Quiamco v. Capital Insurance & Surety Co.

G.R. No. 170852 · 2008-09-12 · J. CORONA, J.: · Primary: Commercial; Secondary: Civil, Labor
REITERATION

Facts

The Antecedents: Spouses Noe and Clarita Quiamco, engaged in the sea transportation business, faced a labor case where a decision was rendered against Clarita as representative of Sto. Niño Ferry Boat Services. Following this decision, which they received on May 7, 1997, the petitioners sought to appeal to the National Labor Relations Commission (NLRC). To perfect their appeal, they were required to post a supersedeas bond. Procedural History: The petitioners applied for a supersedeas bond with respondent Capital Insurance & Surety Co., Inc., fulfilling most of the required conditions, including executing a supplementary counter-guaranty with chattel mortgage and an indemnity agreement, and paying premiums. The bond was issued on May 23, 1997, and filed on May 24, 1997. However, the NLRC dismissed the appeal on July 16, 1997, for failure to post the bond within the ten-day period from receipt of the decision, rendering the labor case decision final. Subsequently, a writ of execution was served on the respondent surety company, which paid the judgment amount of P461,514.67. The respondent's attempt to recover this amount from the petitioners was unsuccessful as the undated check provided by the petitioners was dishonored. Consequently, the respondent filed a complaint for sum of money and damages against the petitioners, which the Regional Trial Court ruled in favor of the respondent. The Court of Appeals affirmed the RTC's decision, deleting only the awards for attorney's fees and litigation expenses, and denied reconsideration. The Petition: The petitioners filed a petition for review on certiorari under Rule 45 of the Rules of Court, challenging the Court of Appeals' decision and resolution. The core issues raised are whether the surety agreement was perfected and whether the petitioners are liable to the respondent. Petitioners argue that the surety agreement was not perfected because the condition of staying the execution of the labor case judgment was not met, as the NLRC rejected the bond for being posted out of time. The respondent, conversely, contends that the contract of suretyship was perfected by the meeting of the offer and acceptance, evidenced by the issuance of the bond after the petitioners complied with the requirements, and that the indemnity agreement binds the petitioners to reimburse the respondent for the payment made.

Issue(s)

Whether the surety agreement between the petitioners and the respondent was perfected despite the failure to stay the execution of the labor judgment. Whether the petitioners are liable to reimburse the respondent for the amount paid on the supersedeas bond.

Ruling

The petition is DENIED. The Court affirms the CA decision holding petitioners liable for reimbursement.

Ratio Decidendi

On Issue 1: The Supreme Court ruled that the surety agreement was indeed perfected. Under the Civil Code, specifically Articles 1315 and 1319, contracts are perfected by mere consent, which is the meeting of the offer and the acceptance upon the object and cause.

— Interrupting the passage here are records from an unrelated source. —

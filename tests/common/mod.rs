#![allow(dead_code)]

use async_trait::async_trait;
use chrono::{NaiveDate, NaiveDateTime};
use edinetkit::{
    ApiRequest, ApiResponse, CatalogOperations, DocumentMetadata, DocumentOperations, Edinet,
    EdinetConfig, EdinetError, PayloadKind, Result, RetryPolicy, Sleeper, Transport,
};
use std::collections::{HashMap, VecDeque};
use std::io::{Cursor, Write};
use std::sync::{Arc, Mutex};
use std::time::Duration;
use std::{
    fs,
    path::{Path, PathBuf},
};

pub fn fixture_path(relative: impl AsRef<Path>) -> PathBuf {
    PathBuf::from(env!("CARGO_MANIFEST_DIR"))
        .join("tests")
        .join("fixtures")
        .join(relative)
}

pub fn read_fixture(relative: impl AsRef<Path>) -> String {
    fs::read_to_string(fixture_path(relative)).expect("fixture file should be readable")
}

pub fn read_fixture_bytes(relative: impl AsRef<Path>) -> Vec<u8> {
    fs::read(fixture_path(relative)).expect("fixture file should be readable")
}

pub fn day(y: i32, m: u32, d: u32) -> NaiveDate {
    NaiveDate::from_ymd_opt(y, m, d).unwrap()
}

pub fn at(date: NaiveDate, hour: u32, minute: u32) -> NaiveDateTime {
    date.and_hms_opt(hour, minute, 0).unwrap()
}

/// Encodes text the way statement exports are shipped: UTF-16LE with a BOM.
pub fn utf16le_with_bom(text: &str) -> Vec<u8> {
    let mut bytes = vec![0xFF, 0xFE];
    for unit in text.encode_utf16() {
        bytes.extend_from_slice(&unit.to_le_bytes());
    }
    bytes
}

pub fn build_zip(files: &[(&str, Vec<u8>)]) -> Vec<u8> {
    let mut writer = zip::ZipWriter::new(Cursor::new(Vec::new()));
    for (name, data) in files {
        writer
            .start_file(*name, zip::write::SimpleFileOptions::default())
            .unwrap();
        writer.write_all(data).unwrap();
    }
    writer.finish().unwrap().into_inner()
}

/// A `type=5` package holding one statement export built from a UTF-8 fixture.
pub fn csv_package(fixture: &str) -> Vec<u8> {
    let text = read_fixture(Path::new("statements").join(fixture));
    build_zip(&[(
        "XBRL_TO_CSV/jpcrp030000-asr-001_E00001-000_2024-03-31_01_2024-06-25.csv",
        utf16le_with_bom(&text),
    )])
}

/// A `type=1` package holding one XBRL instance fixture.
pub fn xbrl_package(fixture: &str) -> Vec<u8> {
    build_zip(&[
        (
            "XBRL/PublicDoc/0101010_honbun_jpcrp030000-asr-001.htm",
            b"<html></html>".to_vec(),
        ),
        (
            "XBRL/PublicDoc/jpcrp030000-asr-001_E00002-000_2024-03-31_01_2024-06-25.xbrl",
            read_fixture_bytes(Path::new("statements").join(fixture)),
        ),
    ])
}

pub fn test_config(start: NaiveDate, end: NaiveDate) -> EdinetConfig {
    EdinetConfig::new("test-key", start, end)
        .with_base_url("http://edinet.test/api/v2")
        .with_requests_per_second(1000.0)
        .with_retry(RetryPolicy {
            max_retry_attempts: 3,
            backoff_base: Duration::from_millis(100),
            backoff_max: Duration::from_secs(2),
            jitter: 0.0,
        })
}

/// Replays canned responses in order; an empty script answers 500.
#[derive(Debug, Default)]
pub struct ScriptedTransport {
    responses: Mutex<VecDeque<Result<ApiResponse>>>,
    requests: Mutex<Vec<ApiRequest>>,
}

impl ScriptedTransport {
    pub fn new(responses: Vec<Result<ApiResponse>>) -> Arc<Self> {
        Arc::new(Self {
            responses: Mutex::new(responses.into()),
            requests: Mutex::new(Vec::new()),
        })
    }

    pub fn requests(&self) -> Vec<ApiRequest> {
        self.requests.lock().unwrap().clone()
    }
}

#[async_trait]
impl Transport for ScriptedTransport {
    async fn send(&self, _base_url: &str, request: &ApiRequest) -> Result<ApiResponse> {
        self.requests.lock().unwrap().push(request.clone());
        self.responses
            .lock()
            .unwrap()
            .pop_front()
            .unwrap_or_else(|| Ok(ApiResponse::new(500, "script exhausted")))
    }
}

/// Records requested waits instead of sleeping.
#[derive(Debug, Default)]
pub struct RecordingSleeper {
    waits: Mutex<Vec<Duration>>,
}

impl RecordingSleeper {
    pub fn waits(&self) -> Vec<Duration> {
        self.waits.lock().unwrap().clone()
    }
}

#[async_trait]
impl Sleeper for RecordingSleeper {
    async fn sleep(&self, duration: Duration) {
        self.waits.lock().unwrap().push(duration);
    }
}

pub fn scripted_edinet(
    responses: Vec<Result<ApiResponse>>,
) -> (Edinet, Arc<ScriptedTransport>, Arc<RecordingSleeper>) {
    let transport = ScriptedTransport::new(responses);
    let sleeper = Arc::new(RecordingSleeper::default());
    let config = test_config(day(2024, 6, 25), day(2024, 6, 25));
    let edinet = Edinet::with_transport(&config, transport.clone(), sleeper.clone()).unwrap();
    (edinet, transport, sleeper)
}

pub fn json_response(body: String) -> Result<ApiResponse> {
    Ok(ApiResponse::new(200, body).with_content_type("application/json; charset=utf-8"))
}

pub fn zip_response(body: Vec<u8>) -> Result<ApiResponse> {
    Ok(ApiResponse::new(200, body).with_content_type("application/octet-stream"))
}

pub fn document(doc_id: &str, company_id: &str, submitted_at: NaiveDateTime) -> DocumentMetadata {
    DocumentMetadata {
        doc_id: doc_id.to_string(),
        company_id: company_id.to_string(),
        doc_type_code: "120".to_string(),
        period_end: day(2024, 3, 31),
        submitted_at,
        is_amendment: false,
        has_csv: true,
        has_xbrl: true,
        filer_name: None,
        parent_doc_id: None,
        sec_code: None,
        description: None,
    }
}

pub fn amendment(mut doc: DocumentMetadata, parent: &str) -> DocumentMetadata {
    doc.doc_type_code = "130".to_string();
    doc.is_amendment = true;
    doc.parent_doc_id = Some(parent.to_string());
    doc
}

/// Catalog and payloads served from memory.
#[derive(Debug, Default)]
pub struct InMemorySource {
    pub catalogs: HashMap<NaiveDate, std::result::Result<Vec<DocumentMetadata>, String>>,
    pub payloads: HashMap<(String, PayloadKind), Vec<u8>>,
    pub auth_failure: bool,
    pub downloads: Mutex<Vec<(String, PayloadKind)>>,
}

impl InMemorySource {
    pub fn with_catalog(mut self, date: NaiveDate, documents: Vec<DocumentMetadata>) -> Self {
        self.catalogs.insert(date, Ok(documents));
        self
    }

    pub fn with_failing_catalog(mut self, date: NaiveDate, message: &str) -> Self {
        self.catalogs.insert(date, Err(message.to_string()));
        self
    }

    pub fn with_payload(mut self, doc_id: &str, kind: PayloadKind, payload: Vec<u8>) -> Self {
        self.payloads.insert((doc_id.to_string(), kind), payload);
        self
    }

    pub fn downloads(&self) -> Vec<(String, PayloadKind)> {
        self.downloads.lock().unwrap().clone()
    }
}

#[async_trait]
impl CatalogOperations for InMemorySource {
    async fn list_documents(&self, date: NaiveDate) -> Result<Vec<DocumentMetadata>> {
        if self.auth_failure {
            return Err(EdinetError::AuthError {
                status: 401,
                message: "invalid subscription key".to_string(),
            });
        }
        match self.catalogs.get(&date) {
            Some(Ok(documents)) => Ok(documents.clone()),
            Some(Err(message)) => Err(EdinetError::TransientNetworkError {
                attempts: 4,
                message: message.clone(),
            }),
            None => Ok(Vec::new()),
        }
    }
}

#[async_trait]
impl DocumentOperations for InMemorySource {
    async fn download(&self, doc_id: &str, kind: PayloadKind) -> Result<Vec<u8>> {
        self.downloads
            .lock()
            .unwrap()
            .push((doc_id.to_string(), kind));
        self.payloads
            .get(&(doc_id.to_string(), kind))
            .cloned()
            .ok_or_else(|| EdinetError::NotFound(format!("documents/{}", doc_id)))
    }
}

In this instance, the object of the contract was the issuance of the supersedeas bond, and the cause or consideration was the payment of premiums by the petitioners. The Court clarified that the "whereas" clauses in the bond, which mentioned the desire to stay execution, were merely statements of the bond's purpose and did not constitute a suspensive condition. Citing Oesmer v. Paraiso Development Corporation (G.R. No. 157493), the Court held that for a condition to be suspensive, it must be expressed in certain and unambiguous terms, which was not the case here. Therefore, the contract became valid and binding the moment the respondent issued the bond after the petitioners met the requirements. On Issue 2: The Court held that the petitioners are liable to reimburse the respondent for the full amount paid. According to Article 2047 of the Civil Code, a surety is solidarily bound with the principal debtor, placing the surety on the same footing as the principal regarding the adjudged obligation. When the respondent was served with a writ of execution, it was legally bound to pay the amount guaranteed by the bond. Furthermore, the indemnity agreement signed by the petitioners explicitly required them to reimburse the surety for all payments and damages incurred as a consequence of the bond. The agreement also included an "incontestability of payment" clause, which stipulated that any disbursement made by the surety in the belief that it was obligated to do so would be final and not subject to contest by the petitioners. Finally, the Court noted that the failure to stay the execution was due to the petitioners' own negligence in filing the bond late, and they cannot use their own oversight to escape their contractual obligation to the surety.

Main Doctrine

Contracts are perfected by mere consent, manifested by the meeting of the offer and the acceptance upon the object and cause. In a suretyship agreement, the object is the issuance of the bond and the cause is the payment of premiums. The "whereas" clauses in a bond stating the intent to stay execution are merely statements of purpose and do not function as suspensive conditions that would prevent the contract from being binding if the stay is not achieved due to the principal's own negligence.